**Dataset entries**
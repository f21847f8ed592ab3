//! Trend & Insight Generator
//!
//! Turns a filtered peer group into the summary shown beside the charts:
//! average of per-period medians, raw fee range, an earliest-to-latest trend
//! sentence, and where a caller's current fee sits in the latest period.

use tracing::debug;

use crate::benchmark::{
    aggregator::period_series,
    error::BenchmarkError,
    types::*,
};

pub const INSUFFICIENT_TREND_TEXT: &str = "Insufficient data to determine trend.";
pub const NO_DATA_COMPARISON_TEXT: &str = "No data available for comparison.";
pub const NO_CURRENT_FEE_TEXT: &str = "No current fee provided for analysis.";

#[derive(Debug, Clone, Copy, PartialEq, Eq)]
pub enum TrendDirection {
    Increased,
    Decreased,
}

/// Median change between the earliest and latest period of a series.
#[derive(Debug, Clone, Copy, PartialEq)]
pub struct TrendChange {
    pub from: Period,
    pub to: Period,
    pub direction: TrendDirection,
    /// Whole-number percentage, rounded half up.
    pub percent: i64,
}

impl TrendChange {
    pub fn describe(&self) -> String {
        let verb = match self.direction {
            TrendDirection::Increased => "increased",
            TrendDirection::Decreased => "decreased",
        };
        format!(
            "Fees have {} by {}% from {} to {}.",
            verb, self.percent, self.from, self.to
        )
    }
}

/// Classification of a current fee against the latest period's bands.
#[derive(Debug, Clone, PartialEq)]
pub struct FeeComparison {
    pub status: FeeStatus,
    pub text: String,
    pub alert: Option<String>,
}

impl InsightResult {
    /// Fixed result for a peer group with no records.
    pub fn empty() -> Self {
        Self {
            average_of_medians: 0,
            fee_range: FeeRange { min: 0.0, max: 0.0 },
            trend_text: INSUFFICIENT_TREND_TEXT.to_string(),
            fee_comparison_text: NO_DATA_COMPARISON_TEXT.to_string(),
            fee_status: None,
            alerts: Vec::new(),
        }
    }
}

/// Generate insights for `records`, optionally comparing `current_fee`
/// against the latest period. A current fee that is absent or not positive
/// is not compared.
pub fn generate_insights(
    records: &[BenchmarkRecord],
    current_fee: Option<f64>,
) -> Result<InsightResult, BenchmarkError> {
    if records.is_empty() {
        return Ok(InsightResult::empty());
    }

    let series = period_series(records)?;
    let average_of_medians = average_of_medians(&series);
    let fee_range = fee_range(records);

    let trend_text = match trend_change(&series) {
        Ok(Some(change)) => change.describe(),
        Ok(None) => INSUFFICIENT_TREND_TEXT.to_string(),
        Err(err) => {
            debug!("Trend fallback: {}", err);
            INSUFFICIENT_TREND_TEXT.to_string()
        }
    };

    let comparison = match (current_fee.filter(|fee| *fee > 0.0), series.last()) {
        (Some(fee), Some(latest)) => Some(compare_fee(fee, latest)),
        _ => None,
    };

    Ok(match comparison {
        Some(comparison) => InsightResult {
            average_of_medians,
            fee_range,
            trend_text,
            fee_comparison_text: comparison.text,
            fee_status: Some(comparison.status),
            alerts: comparison.alert.into_iter().collect(),
        },
        None => InsightResult {
            average_of_medians,
            fee_range,
            trend_text,
            fee_comparison_text: NO_CURRENT_FEE_TEXT.to_string(),
            fee_status: None,
            alerts: Vec::new(),
        },
    })
}

/// Mean of per-period medians, rounded half up. Zero for an empty series.
pub fn average_of_medians(series: &[PeriodStats]) -> i64 {
    if series.is_empty() {
        return 0;
    }
    let total: f64 = series.iter().map(|stats| stats.median).sum();
    (total / series.len() as f64).round() as i64
}

/// Minimum and maximum of the raw fee amounts, not of the percentile bands.
pub fn fee_range(records: &[BenchmarkRecord]) -> FeeRange {
    let mut fees = records.iter().map(|record| record.fee_amount);
    match fees.next() {
        Some(first) => {
            let (min, max) = fees.fold((first, first), |(min, max), fee| (min.min(fee), max.max(fee)));
            FeeRange { min, max }
        }
        None => FeeRange { min: 0.0, max: 0.0 },
    }
}

/// Compare the earliest and latest medians of `series`.
///
/// `Ok(None)` when fewer than two periods are present; `InvalidComparison`
/// when the earliest median is zero.
pub fn trend_change(series: &[PeriodStats]) -> Result<Option<TrendChange>, BenchmarkError> {
    let (earliest, latest) = match (series.first(), series.last()) {
        (Some(first), Some(last)) if series.len() >= 2 => (first, last),
        _ => return Ok(None),
    };

    if earliest.median == 0.0 {
        return Err(BenchmarkError::invalid_comparison(format!(
            "median for {} is zero",
            earliest.period
        )));
    }

    let (direction, delta) = if latest.median > earliest.median {
        (TrendDirection::Increased, latest.median - earliest.median)
    } else {
        (TrendDirection::Decreased, earliest.median - latest.median)
    };

    Ok(Some(TrendChange {
        from: earliest.period,
        to: latest.period,
        direction,
        percent: ((delta / earliest.median) * 100.0).round() as i64,
    }))
}

/// Classify `current_fee` against `latest`. Only a `High` fee raises an alert.
pub fn compare_fee(current_fee: f64, latest: &PeriodStats) -> FeeComparison {
    let status = FeeStatus::classify(current_fee, &latest.bands());
    let text = format!(
        "Your current fee is {} for your selected criteria.",
        status.band_text()
    );
    let alert = (status == FeeStatus::High).then(|| {
        format!(
            "Warning: Your current fee of ${} is above the 75th percentile (${})",
            format_amount(current_fee),
            format_amount(latest.p75)
        )
    });

    FeeComparison { status, text, alert }
}

/// Whole amounts print without decimals, anything else with two.
pub fn format_amount(amount: f64) -> String {
    if amount.fract() == 0.0 && amount.abs() < 1e15 {
        format!("{}", amount as i64)
    } else {
        format!("{:.2}", amount)
    }
}
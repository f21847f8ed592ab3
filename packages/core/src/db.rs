//! SQLite connection pool and schema setup.

use std::str::FromStr;

use sqlx::sqlite::{SqliteConnectOptions, SqlitePool, SqlitePoolOptions};

const MIGRATIONS: &[&str] = &[
    "CREATE TABLE IF NOT EXISTS benchmark_records (
        id INTEGER PRIMARY KEY AUTOINCREMENT,
        ack_id TEXT NOT NULL UNIQUE,
        sponsor_name TEXT,
        plan_name TEXT,
        carrier_name TEXT,
        state TEXT,
        city TEXT,
        business_code INTEGER,
        active_participants INTEGER,
        plan_year INTEGER NOT NULL,
        plan_quarter INTEGER CHECK (plan_quarter BETWEEN 1 AND 4),
        fee_amount REAL NOT NULL CHECK (fee_amount >= 0)
    )",
    "CREATE INDEX IF NOT EXISTS idx_benchmark_records_peer_group
        ON benchmark_records (state, city, business_code, active_participants)",
    "CREATE INDEX IF NOT EXISTS idx_benchmark_records_period
        ON benchmark_records (plan_year, plan_quarter)",
];

/// Open a pool for `database_url` and apply the schema.
///
/// `sqlite::memory:` databases live inside a single connection, so the pool
/// is pinned to one connection that is never recycled.
pub async fn create_pool(database_url: &str) -> Result<SqlitePool, sqlx::Error> {
    let options = SqliteConnectOptions::from_str(database_url)?.create_if_missing(true);
    let in_memory = database_url.contains(":memory:");

    let pool_options = if in_memory {
        SqlitePoolOptions::new()
            .max_connections(1)
            .idle_timeout(None)
            .max_lifetime(None)
    } else {
        SqlitePoolOptions::new().max_connections(5)
    };

    let pool = pool_options.connect_with(options).await?;
    run_migrations(&pool).await?;
    Ok(pool)
}

async fn run_migrations(pool: &SqlitePool) -> Result<(), sqlx::Error> {
    for statement in MIGRATIONS {
        sqlx::query(statement).execute(pool).await?;
    }
    Ok(())
}

#[cfg(test)]
mod tests {
    use super::*;

    #[tokio::test]
    async fn create_pool_applies_schema() {
        let pool = create_pool("sqlite::memory:").await.unwrap();
        let row: (i64,) = sqlx::query_as(
            "SELECT COUNT(*) FROM sqlite_master WHERE type = 'table' AND name = 'benchmark_records'",
        )
        .fetch_one(&pool)
        .await
        .unwrap();
        assert_eq!(row.0, 1);
    }

    #[tokio::test]
    async fn migrations_are_idempotent() {
        let pool = create_pool("sqlite::memory:").await.unwrap();
        assert!(run_migrations(&pool).await.is_ok());
    }
}
//! Core data types for benchmark analytics

use std::collections::BTreeMap;
use std::fmt;

use serde::{Deserialize, Serialize};

use crate::benchmark::error::BenchmarkError;

/// Reporting period of a filing: a plan year, optionally narrowed to a quarter.
///
/// Ordering is by year, then year-level before any quarter of that year,
/// then by quarter.
#[derive(Debug, Clone, Copy, PartialEq, Eq, PartialOrd, Ord, Hash, Serialize, Deserialize)]
pub struct Period {
    pub year: i32,
    #[serde(default)]
    pub quarter: Option<u8>,
}

impl Period {
    pub fn year(year: i32) -> Self {
        Self { year, quarter: None }
    }

    /// Returns `None` when `quarter` is outside 1..=4.
    pub fn quarter(year: i32, quarter: u8) -> Option<Self> {
        (1..=4).contains(&quarter).then_some(Self {
            year,
            quarter: Some(quarter),
        })
    }

    /// Quarter label shown in the data table. Year-level filings cover the
    /// whole plan year and are labelled with its closing quarter.
    pub fn display_quarter(&self) -> String {
        format!("{} Q{}", self.year, self.quarter.unwrap_or(4))
    }
}

impl fmt::Display for Period {
    fn fmt(&self, f: &mut fmt::Formatter<'_>) -> fmt::Result {
        match self.quarter {
            Some(q) => write!(f, "{} Q{}", self.year, q),
            None => write!(f, "{}", self.year),
        }
    }
}

/// Categorical axes a peer group can be pinned on.
#[derive(Debug, Clone, Copy, PartialEq, Eq, PartialOrd, Ord, Hash)]
pub enum Dimension {
    State,
    City,
    BusinessType,
    CompanySize,
}

impl Dimension {
    pub const ALL: [Dimension; 4] = [
        Dimension::State,
        Dimension::City,
        Dimension::BusinessType,
        Dimension::CompanySize,
    ];

    /// Query-string key used by the HTTP API.
    pub fn query_key(&self) -> &'static str {
        match self {
            Dimension::State => "state",
            Dimension::City => "city",
            Dimension::BusinessType => "businessType",
            Dimension::CompanySize => "companySize",
        }
    }

    /// Business code and participant count are integer columns in the
    /// filing data.
    pub fn is_numeric(&self) -> bool {
        matches!(self, Dimension::BusinessType | Dimension::CompanySize)
    }

    /// Trim the value and, for numeric axes, reduce it to its canonical
    /// integer form so `"0150"` and `"150"` select the same peer group.
    ///
    /// Numeric values must lie in `0..=i64::MAX`, the range an SQLite
    /// `INTEGER` column holds.
    pub fn canonicalize(&self, raw: &str) -> Result<String, BenchmarkError> {
        let trimmed = raw.trim();
        if !self.is_numeric() {
            return Ok(trimmed.to_string());
        }
        trimmed
            .parse::<i64>()
            .ok()
            .filter(|value| *value >= 0)
            .map(|value| value.to_string())
            .ok_or_else(|| BenchmarkError::malformed_filter_value(self.query_key(), raw))
    }
}

impl fmt::Display for Dimension {
    fn fmt(&self, f: &mut fmt::Formatter<'_>) -> fmt::Result {
        f.write_str(self.query_key())
    }
}

/// Dimension values of a single benchmark record.
#[derive(Debug, Clone, Default, PartialEq, Eq, Serialize, Deserialize)]
#[serde(rename_all = "camelCase")]
pub struct Dimensions {
    #[serde(default)]
    pub state: Option<String>,
    #[serde(default)]
    pub city: Option<String>,
    #[serde(default)]
    pub business_type: Option<String>,
    #[serde(default)]
    pub company_size: Option<String>,
}

impl Dimensions {
    pub fn get(&self, axis: Dimension) -> Option<&str> {
        match axis {
            Dimension::State => self.state.as_deref(),
            Dimension::City => self.city.as_deref(),
            Dimension::BusinessType => self.business_type.as_deref(),
            Dimension::CompanySize => self.company_size.as_deref(),
        }
    }

    fn slot_mut(&mut self, axis: Dimension) -> &mut Option<String> {
        match axis {
            Dimension::State => &mut self.state,
            Dimension::City => &mut self.city,
            Dimension::BusinessType => &mut self.business_type,
            Dimension::CompanySize => &mut self.company_size,
        }
    }

    /// Canonicalize numeric axes in place. Values that are not integers are
    /// left untouched; they can never match a numeric filter.
    pub fn normalize(&mut self) {
        for axis in Dimension::ALL {
            let slot = self.slot_mut(axis);
            let normalized = slot
                .as_deref()
                .map(str::trim)
                .filter(|value| !value.is_empty())
                .map(|value| axis.canonicalize(value).unwrap_or_else(|_| value.to_string()));
            *slot = normalized;
        }
    }
}

/// One employer filing's fee observation.
#[derive(Debug, Clone, PartialEq, Serialize, Deserialize)]
#[serde(rename_all = "camelCase")]
pub struct BenchmarkRecord {
    /// Filing acknowledgment id.
    pub ack_id: String,
    #[serde(default)]
    pub sponsor_name: Option<String>,
    #[serde(default)]
    pub plan_name: Option<String>,
    #[serde(default)]
    pub carrier_name: Option<String>,
    #[serde(default)]
    pub dimensions: Dimensions,
    pub period: Period,
    pub fee_amount: f64,
}

/// Raw filter parameters as they arrive on the query string.
#[derive(Debug, Clone, Default, Deserialize)]
#[serde(rename_all = "camelCase")]
pub struct FilterParams {
    pub state: Option<String>,
    pub city: Option<String>,
    pub business_type: Option<String>,
    pub company_size: Option<String>,
}

/// Equality predicate over dimension axes. Absent axis means unconstrained;
/// all present axes must match.
#[derive(Debug, Clone, Default, PartialEq, Eq)]
pub struct BenchmarkFilter {
    constraints: BTreeMap<Dimension, String>,
}

impl BenchmarkFilter {
    pub fn new() -> Self {
        Self::default()
    }

    /// Build a validated filter from query parameters. Empty values are
    /// ignored; numeric axes must hold an unsigned integer.
    pub fn from_params(params: &FilterParams) -> Result<Self, BenchmarkError> {
        let raw = [
            (Dimension::State, params.state.as_deref()),
            (Dimension::City, params.city.as_deref()),
            (Dimension::BusinessType, params.business_type.as_deref()),
            (Dimension::CompanySize, params.company_size.as_deref()),
        ];

        raw.into_iter()
            .try_fold(Self::new(), |filter, (axis, value)| match value {
                Some(value) => filter.try_with(axis, value),
                None => Ok(filter),
            })
    }

    /// Add a constraint on `axis`. A blank value leaves the axis unconstrained.
    pub fn try_with(mut self, axis: Dimension, value: &str) -> Result<Self, BenchmarkError> {
        if value.trim().is_empty() {
            return Ok(self);
        }
        let canonical = axis.canonicalize(value)?;
        self.constraints.insert(axis, canonical);
        Ok(self)
    }

    pub fn with_state(self, state: &str) -> Self {
        self.with_text(Dimension::State, state)
    }

    pub fn with_city(self, city: &str) -> Self {
        self.with_text(Dimension::City, city)
    }

    pub fn with_business_type(mut self, code: u64) -> Self {
        self.constraints.insert(Dimension::BusinessType, code.to_string());
        self
    }

    pub fn with_company_size(mut self, participants: u64) -> Self {
        self.constraints.insert(Dimension::CompanySize, participants.to_string());
        self
    }

    fn with_text(mut self, axis: Dimension, value: &str) -> Self {
        let trimmed = value.trim();
        if !trimmed.is_empty() {
            self.constraints.insert(axis, trimmed.to_string());
        }
        self
    }

    pub fn get(&self, axis: Dimension) -> Option<&str> {
        self.constraints.get(&axis).map(String::as_str)
    }

    /// Constrained axes and their required values, in axis order.
    pub fn constraints(&self) -> impl Iterator<Item = (Dimension, &str)> {
        self.constraints.iter().map(|(axis, value)| (*axis, value.as_str()))
    }

    pub fn is_empty(&self) -> bool {
        self.constraints.is_empty()
    }

    pub fn matches(&self, record: &BenchmarkRecord) -> bool {
        self.constraints()
            .all(|(axis, value)| record.dimensions.get(axis) == Some(value))
    }
}

impl fmt::Display for BenchmarkFilter {
    fn fmt(&self, f: &mut fmt::Formatter<'_>) -> fmt::Result {
        if self.is_empty() {
            return f.write_str("<all>");
        }
        let parts: Vec<String> = self
            .constraints()
            .map(|(axis, value)| format!("{}={}", axis, value))
            .collect();
        f.write_str(&parts.join("&"))
    }
}

/// 25th percentile, median and 75th percentile of a fee sample.
#[derive(Debug, Clone, Copy, PartialEq, Serialize, Deserialize)]
pub struct Percentiles {
    pub p25: f64,
    pub median: f64,
    pub p75: f64,
}

/// Percentile bands of one reporting period.
#[derive(Debug, Clone, Copy, PartialEq, Serialize)]
pub struct PeriodStats {
    pub period: Period,
    pub p25: f64,
    pub median: f64,
    pub p75: f64,
    pub sample_count: usize,
}

pub const P25_LABEL: &str = "25th Percentile";
pub const MEDIAN_LABEL: &str = "Median";
pub const P75_LABEL: &str = "75th Percentile";

/// One named quantity of the latest-period snapshot.
#[derive(Debug, Clone, PartialEq, Serialize, Deserialize)]
pub struct SnapshotBand {
    pub name: String,
    pub value: f64,
}

/// Output of the period aggregator.
#[derive(Debug, Clone, Default, PartialEq)]
pub struct Aggregation {
    /// Bands of the most recent period present; empty when there is no data.
    pub snapshot: Vec<SnapshotBand>,
    /// Per-period bands, ascending by period.
    pub series: Vec<PeriodStats>,
}

/// One point of the trend line chart.
#[derive(Debug, Clone, PartialEq, Serialize, Deserialize)]
pub struct LinePoint {
    pub period: String,
    #[serde(rename = "25th Percentile")]
    pub p25: f64,
    #[serde(rename = "Median")]
    pub median: f64,
    #[serde(rename = "75th Percentile")]
    pub p75: f64,
}

impl From<&PeriodStats> for LinePoint {
    fn from(stats: &PeriodStats) -> Self {
        Self {
            period: stats.period.to_string(),
            p25: stats.p25,
            median: stats.median,
            p75: stats.p75,
        }
    }
}

/// Chart-ready view of an aggregation.
#[derive(Debug, Clone, Default, PartialEq, Serialize, Deserialize)]
pub struct ChartData {
    #[serde(rename = "barChart")]
    pub bar_chart: Vec<SnapshotBand>,
    #[serde(rename = "lineChart")]
    pub line_chart: Vec<LinePoint>,
}

impl From<Aggregation> for ChartData {
    fn from(aggregation: Aggregation) -> Self {
        Self {
            line_chart: aggregation.series.iter().map(LinePoint::from).collect(),
            bar_chart: aggregation.snapshot,
        }
    }
}

/// Where a current fee sits relative to the latest period's bands.
#[derive(Debug, Clone, Copy, PartialEq, Eq, Serialize, Deserialize)]
pub enum FeeStatus {
    #[serde(rename = "competitive")]
    Competitive,
    #[serde(rename = "average")]
    Average,
    #[serde(rename = "above average")]
    AboveAverage,
    #[serde(rename = "high")]
    High,
}

impl FeeStatus {
    /// Bands are inclusive at the lower bound and exclusive at the upper;
    /// a fee equal to the 75th percentile is `High`.
    pub fn classify(fee: f64, bands: &Percentiles) -> Self {
        if fee < bands.p25 {
            FeeStatus::Competitive
        } else if fee < bands.median {
            FeeStatus::Average
        } else if fee < bands.p75 {
            FeeStatus::AboveAverage
        } else {
            FeeStatus::High
        }
    }

    pub fn band_text(&self) -> &'static str {
        match self {
            FeeStatus::Competitive => "below the 25th percentile",
            FeeStatus::Average => "between the 25th percentile and median",
            FeeStatus::AboveAverage => "between the median and 75th percentile",
            FeeStatus::High => "above the 75th percentile",
        }
    }
}

#[derive(Debug, Clone, Copy, PartialEq, Serialize, Deserialize)]
pub struct FeeRange {
    pub min: f64,
    pub max: f64,
}

/// Insights for a filtered peer group.
#[derive(Debug, Clone, PartialEq, Serialize, Deserialize)]
pub struct InsightResult {
    #[serde(rename = "averageMedian")]
    pub average_of_medians: i64,
    #[serde(rename = "feeRange")]
    pub fee_range: FeeRange,
    #[serde(rename = "trendAnalysis")]
    pub trend_text: String,
    #[serde(rename = "feeAnalysis")]
    pub fee_comparison_text: String,
    #[serde(rename = "feeStatus")]
    pub fee_status: Option<FeeStatus>,
    pub alerts: Vec<String>,
}

/// Row returned by the filtered data listing.
#[derive(Debug, Clone, PartialEq, Serialize, Deserialize)]
#[serde(rename_all = "camelCase")]
pub struct DataRow {
    pub ack_id: String,
    pub company: Option<String>,
    pub state: Option<String>,
    pub city: Option<String>,
    pub business_type: Option<String>,
    pub company_size: Option<String>,
    pub period: String,
    pub quarter: String,
    pub fee: f64,
}

impl From<&BenchmarkRecord> for DataRow {
    fn from(record: &BenchmarkRecord) -> Self {
        Self {
            ack_id: record.ack_id.clone(),
            company: record.sponsor_name.clone(),
            state: record.dimensions.state.clone(),
            city: record.dimensions.city.clone(),
            business_type: record.dimensions.business_type.clone(),
            company_size: record.dimensions.company_size.clone(),
            period: record.period.to_string(),
            quarter: record.period.display_quarter(),
            fee: record.fee_amount,
        }
    }
}

/// Distinct values available for each filter axis.
#[derive(Debug, Clone, Default, PartialEq, Eq, Serialize, Deserialize)]
#[serde(rename_all = "camelCase")]
pub struct FilterOptions {
    pub states: Vec<String>,
    pub cities: Vec<String>,
    pub business_types: Vec<String>,
    pub company_sizes: Vec<String>,
}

**Requirement**
Lines from the top of the entries through the line with "of a series." are to be transcribed exactly, and nothing more.

**Your solution**
repository f21847f8ed592ab3
//! Trend & Insight Generator
//!
//! Turns a filtered peer group into the summary shown beside the charts:
//! average of per-period medians, raw fee range, an earliest-to-latest trend
//! sentence, and where a caller's current fee sits in the latest period.

use tracing::debug;

use crate::benchmark::{
    aggregator::period_series,
    error::BenchmarkError,
    types::*,
};

pub const INSUFFICIENT_TREND_TEXT: &str = "Insufficient data to determine trend.";
pub const NO_DATA_COMPARISON_TEXT: &str = "No data available for comparison.";
pub const NO_CURRENT_FEE_TEXT: &str = "No current fee provided for analysis.";

#[derive(Debug, Clone, Copy, PartialEq, Eq)]
pub enum TrendDirection {
    Increased,
    Decreased,
}

/// Median change between the earliest and latest period of a series.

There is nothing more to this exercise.